Beagá, Quarta, 19 de dezembro de 2001 d.C.

Moska
Eu falso da minha vida o que eu quiser

Por El Jako
E-mail: eljako@abacaxiatomico.com.br

Nossa, como o Paulin... ops, desculpa, o Moska está bravo: "eu falso da minha vida o que eu quiser e ninguém tem nada como isso!!!", uau!! Mas peraí, agora eu entendi: "eu falso", eu, falso, então na verdade o Moska não é verdadeiro, é uma irrealidade virtual, ele é uma falsificação da sua própria personalidade intrinsecamente ligada à metáfora do eu enquanto condição humana de ser o que é e pronto!!! Em princípio, é complicado entender um disco tão hermeticamente fechado e cheio de novos conceitos, mas ouvindo uma, duas, três vezes a "obra-prima", você consegue estourar os limites da paciência e acabar não entendo mais nada de vez.

O álbum abre com "Corpo histérico", uma chatice da MPB "muderna" que mostra que não adianta o artista mudar de nome, não é isso que vai fazer dele melhor ou pior. Na verdade é uma jogada de marketing - não sei pra quê, não vai vender mesmo! Sem demonstrar preocupação se alguém vai querer entender o que ele está falando, Moska dá uma de Arnaldo Antunes em "Um e outro" e mostra sua veia pseudo-concretista: "Um fala o outro escuta / Um cala o outro muta / Um grita o outro olha / Um habita o outro desfolha". Gênio? Não, chato mesmo!

No seu mais recente trabalho, Moska mostra que musicalmente está com preguiça. Pelo menos é o que parece (se é que eu não entendi), pois é uma lenga-lenga danada, você sai de uma música para outra e é aquele tédio, aquela música de fossa, de ressaca de Roskoff com leite condensado. Para resumir: seu disco é sonolento, com muita conversa e pouca música, arte para poucos e extrema e exagerada intelectualidade que nunca deveria ter saído do mundinho universitário que tanto defende o músico fluminense. Em "Meu pensamento não quer pensar" Moska mostra claramente o que tem em mente: "Meu pensamento não quer pensar / ele está com preguiça de se levantar / depois de um sono tão profundo / é duro acordar e ver o mundo". É difícil compreender a mente de um ser tão incrivelmente fora de si.

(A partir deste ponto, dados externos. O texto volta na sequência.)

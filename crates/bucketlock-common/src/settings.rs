//! Lease configuration
//!
//! Holds the namespace and timing knobs shared by every coordinator that
//! contends for the same bucket. Values can be built in code or loaded from a
//! file plus `BUCKETLOCK__*` environment variables.

use std::time::Duration;

use config::{Config, Environment, File};
use serde::Deserialize;

use crate::error::ConfigError;
use crate::{
    DEFAULT_ACCESS_FILE_PREFIX, DEFAULT_CHECK_INTERVAL_FOR_SINGLE_ACCESS_MS,
    DEFAULT_CHECK_INTERVAL_FOR_TERMINATE_ACCESS_MS, DEFAULT_KEEP_ALIVE_INTERVAL_MS, ENV_PREFIX,
    MAX_INTERVAL_MS,
};

/// Configuration for a lease coordinator
#[derive(Debug, Clone, PartialEq, Eq, Deserialize)]
pub struct LeaseConfig {
    /// Key prefix under which lease markers are written
    #[serde(default = "default_access_file_prefix")]
    pub access_file_prefix: String,
    /// Bucket (or container) holding the markers
    pub bucket: String,
    /// Poll interval while waiting for a free lease
    #[serde(default = "default_single_access_interval")]
    pub check_interval_for_single_access_ms: u64,
    /// Poll interval of the termination watch cycle
    #[serde(default = "default_terminate_access_interval")]
    pub check_interval_for_terminate_access_ms: u64,
    /// Heartbeat interval for a held token
    #[serde(default = "default_keep_alive_interval")]
    pub keep_alive_interval_ms: u64,
    /// Age after which a marker is considered abandoned.
    /// Derived from the heartbeat interval when unset.
    #[serde(default)]
    pub staleness_threshold_ms: Option<u64>,
}

fn saturating_millis(duration: Duration) -> u64 {
    u64::try_from(duration.as_millis()).unwrap_or(u64::MAX)
}

fn default_access_file_prefix() -> String {
    DEFAULT_ACCESS_FILE_PREFIX.to_string()
}

fn default_single_access_interval() -> u64 {
    DEFAULT_CHECK_INTERVAL_FOR_SINGLE_ACCESS_MS
}

fn default_terminate_access_interval() -> u64 {
    DEFAULT_CHECK_INTERVAL_FOR_TERMINATE_ACCESS_MS
}

fn default_keep_alive_interval() -> u64 {
    DEFAULT_KEEP_ALIVE_INTERVAL_MS
}

impl LeaseConfig {
    /// Create a configuration for `bucket` with default prefix and intervals
    pub fn new(bucket: impl Into<String>) -> Self {
        Self {
            access_file_prefix: default_access_file_prefix(),
            bucket: bucket.into(),
            check_interval_for_single_access_ms: default_single_access_interval(),
            check_interval_for_terminate_access_ms: default_terminate_access_interval(),
            keep_alive_interval_ms: default_keep_alive_interval(),
            staleness_threshold_ms: None,
        }
    }

    /// Load configuration from an optional file, overlaid with environment
    /// variables such as `BUCKETLOCK__BUCKET` or `BUCKETLOCK__KEEP_ALIVE_INTERVAL_MS`.
    pub fn load(path: Option<&str>) -> Result<Self, ConfigError> {
        let mut builder = Config::builder();
        if let Some(path) = path {
            builder = builder.add_source(File::with_name(path));
        }
        builder = builder.add_source(
            Environment::with_prefix(ENV_PREFIX)
                .separator("__")
                .try_parsing(true),
        );

        let config: LeaseConfig = builder.build()?.try_deserialize()?;
        config.validate()?;
        Ok(config)
    }

    pub fn with_access_file_prefix(mut self, prefix: impl Into<String>) -> Self {
        self.access_file_prefix = prefix.into();
        self
    }

    pub fn with_check_interval_for_single_access(mut self, interval: Duration) -> Self {
        self.check_interval_for_single_access_ms = saturating_millis(interval);
        self
    }

    pub fn with_check_interval_for_terminate_access(mut self, interval: Duration) -> Self {
        self.check_interval_for_terminate_access_ms = saturating_millis(interval);
        self
    }

    pub fn with_keep_alive_interval(mut self, interval: Duration) -> Self {
        self.keep_alive_interval_ms = saturating_millis(interval);
        self
    }

    pub fn with_staleness_threshold(mut self, threshold: Duration) -> Self {
        self.staleness_threshold_ms = Some(saturating_millis(threshold));
        self
    }

    pub fn check_interval_for_single_access(&self) -> Duration {
        Duration::from_millis(self.check_interval_for_single_access_ms)
    }

    pub fn check_interval_for_terminate_access(&self) -> Duration {
        Duration::from_millis(self.check_interval_for_terminate_access_ms)
    }

    pub fn keep_alive_interval(&self) -> Duration {
        Duration::from_millis(self.keep_alive_interval_ms)
    }

    /// Age after which an unrenewed marker may be reaped.
    ///
    /// Defaults to two missed heartbeats plus one millisecond.
    pub fn staleness_threshold(&self) -> Duration {
        Duration::from_millis(self.staleness_threshold_millis())
    }

    fn staleness_threshold_millis(&self) -> u64 {
        self.staleness_threshold_ms.unwrap_or_else(|| {
            self.keep_alive_interval_ms
                .checked_mul(2)
                .and_then(|ms| ms.checked_add(1))
                .unwrap_or(u64::MAX)
        })
    }

    /// Check the invariants every coordinator relies on
    pub fn validate(&self) -> Result<(), ConfigError> {
        if self.access_file_prefix.is_empty() {
            return Err(ConfigError::Invalid(
                "access_file_prefix must not be empty".to_string(),
            ));
        }
        if self.bucket.is_empty() {
            return Err(ConfigError::Invalid("bucket must not be empty".to_string()));
        }
        if self.check_interval_for_single_access_ms == 0
            || self.check_interval_for_terminate_access_ms == 0
            || self.keep_alive_interval_ms == 0
        {
            return Err(ConfigError::Invalid(
                "intervals must be greater than zero".to_string(),
            ));
        }
        for (name, ms) in [
            (
                "check_interval_for_single_access_ms",
                self.check_interval_for_single_access_ms,
            ),
            (
                "check_interval_for_terminate_access_ms",
                self.check_interval_for_terminate_access_ms,
            ),
            ("keep_alive_interval_ms", self.keep_alive_interval_ms),
            ("staleness_threshold_ms", self.staleness_threshold_millis()),
        ] {
            if ms > MAX_INTERVAL_MS {
                return Err(ConfigError::Invalid(format!(
                    "{} ({}) exceeds the maximum of {} ms",
                    name, ms, MAX_INTERVAL_MS
                )));
            }
        }
        if self.keep_alive_interval() >= self.staleness_threshold() {
            return Err(ConfigError::Invalid(format!(
                "keep_alive_interval_ms ({}) must be below the staleness threshold ({} ms)",
                self.keep_alive_interval_ms,
                self.staleness_threshold().as_millis()
            )));
        }
        Ok(())
    }
}

#[cfg(test)]
mod tests {
    use std::io::Write;

    use super::*;

    #[test]
    fn test_defaults() {
        let config = LeaseConfig::new("bucket");
        assert_eq!(config.access_file_prefix, "ACCESS_FILE_");
        assert_eq!(config.check_interval_for_single_access(), Duration::from_secs(1));
        assert_eq!(config.check_interval_for_terminate_access(), Duration::from_secs(1));
        assert_eq!(config.keep_alive_interval(), Duration::from_secs(1));
        assert!(config.validate().is_ok());
    }

    #[test]
    fn test_derived_staleness_threshold() {
        let config = LeaseConfig::new("bucket").with_keep_alive_interval(Duration::from_millis(100));
        assert_eq!(config.staleness_threshold(), Duration::from_millis(201));

        let config = config.with_staleness_threshold(Duration::from_millis(500));
        assert_eq!(config.staleness_threshold(), Duration::from_millis(500));
    }

    #[test]
    fn test_validate_rejects_short_staleness() {
        let config = LeaseConfig::new("bucket")
            .with_keep_alive_interval(Duration::from_millis(100))
            .with_staleness_threshold(Duration::from_millis(100));
        assert!(matches!(config.validate(), Err(ConfigError::Invalid(_))));
    }

    #[test]
    fn test_validate_rejects_huge_staleness_threshold() {
        let config = LeaseConfig::new("bucket")
            .with_staleness_threshold(Duration::from_millis(u64::MAX));
        assert!(matches!(config.validate(), Err(ConfigError::Invalid(_))));

        let config = LeaseConfig::new("bucket")
            .with_staleness_threshold(Duration::from_millis(MAX_INTERVAL_MS + 1));
        assert!(config.validate().is_err());

        let config = LeaseConfig::new("bucket")
            .with_staleness_threshold(Duration::from_millis(MAX_INTERVAL_MS));
        assert!(config.validate().is_ok());
    }

    #[test]
    fn test_huge_keep_alive_interval_does_not_overflow() {
        let config = LeaseConfig {
            keep_alive_interval_ms: u64::MAX,
            ..LeaseConfig::new("bucket")
        };
        assert_eq!(config.staleness_threshold(), Duration::from_millis(u64::MAX));
        assert!(matches!(config.validate(), Err(ConfigError::Invalid(_))));

        let config = LeaseConfig::new("bucket").with_keep_alive_interval(Duration::MAX);
        assert_eq!(config.keep_alive_interval_ms, u64::MAX);
        assert!(config.validate().is_err());
    }

    #[test]
    fn test_validate_rejects_empty_fields() {
        assert!(LeaseConfig::new("").validate().is_err());
        assert!(
            LeaseConfig::new("bucket")
                .with_access_file_prefix("")
                .validate()
                .is_err()
        );
        assert!(
            LeaseConfig::new("bucket")
                .with_check_interval_for_single_access(Duration::ZERO)
                .validate()
                .is_err()
        );
    }

    #[test]
    fn test_load_from_file() {
        let mut file = tempfile::Builder::new().suffix(".toml").tempfile().unwrap();
        writeln!(
            file,
            r#"
bucket = "TEST-BUCKET"
access_file_prefix = "PREFIX-"
keep_alive_interval_ms = 100
check_interval_for_single_access_ms = 10
"#
        )
        .unwrap();

        let path = file.path().to_str().unwrap().to_string();
        let config = LeaseConfig::load(Some(&path)).unwrap();
        assert_eq!(config.bucket, "TEST-BUCKET");
        assert_eq!(config.access_file_prefix, "PREFIX-");
        assert_eq!(config.keep_alive_interval_ms, 100);
        assert_eq!(config.check_interval_for_single_access_ms, 10);
        assert_eq!(
            config.check_interval_for_terminate_access_ms,
            DEFAULT_CHECK_INTERVAL_FOR_TERMINATE_ACCESS_MS
        );
        assert_eq!(config.staleness_threshold_ms, None);
    }

    #[test]
    fn test_load_rejects_invalid_file() {
        let mut file = tempfile::Builder::new().suffix(".toml").tempfile().unwrap();
        writeln!(
            file,
            r#"
bucket = "TEST-BUCKET"
keep_alive_interval_ms = 500
staleness_threshold_ms = 200
"#
        )
        .unwrap();

        let path = file.path().to_str().unwrap().to_string();
        assert!(matches!(
            LeaseConfig::load(Some(&path)),
            Err(ConfigError::Invalid(_))
        ));
    }
}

A artilharia de Moska não é nada leve, e ele continua mandando bala em "Pra sempre nunca mais": "Sabe o que o relógio espatifado sobre a mesa me diz?" (não sei Moska, diga aí geniozinho) "Que o tempo foi embora procurar um jeito de ser feliz". Lindo, maravilhoso, quanta sensibilidade brota dos poros de um inseto, ou melhor, de um músico como o Moska. A capacidade de trabalhar com as palavras de um modo tranqüilo e ao mesmo tempo complicado é algo de ... ah, o cara me deixou sem palavras. Em "Vênus" ele se define e se autoproclama um verdadeiro poeta: "Perceber que o que me configura é sempre essa beleza, que jorra do seu jeito de olhar, seu jeito de dar amor, me dar amor", que maravilha!!!

São discos como estes que demonstram o estado atual de nossa música. Na verdade, o termo "nossa música" nem cabe mais, vou dizer a partir de agora da música deles. Não faço parte disso, não vou compactuar com tanta falta de senso do ridículo. Tudo bem, o sujeito ter auto-estima é importante, mas se achar mais do que é, é algo inaceitável. Enquanto houver meia dúzia de gênios como este, está razoável; o problema é que o filão é convidativo, e percebe-se que assim como um vírus se espalha, estes artistas também estão se multiplicando pelas gravadoras, FMs e MTVs da vida. Se você resolver comprar este disco, pelo menos peça desculpas a seu cd player antes de colocá-lo para tocar.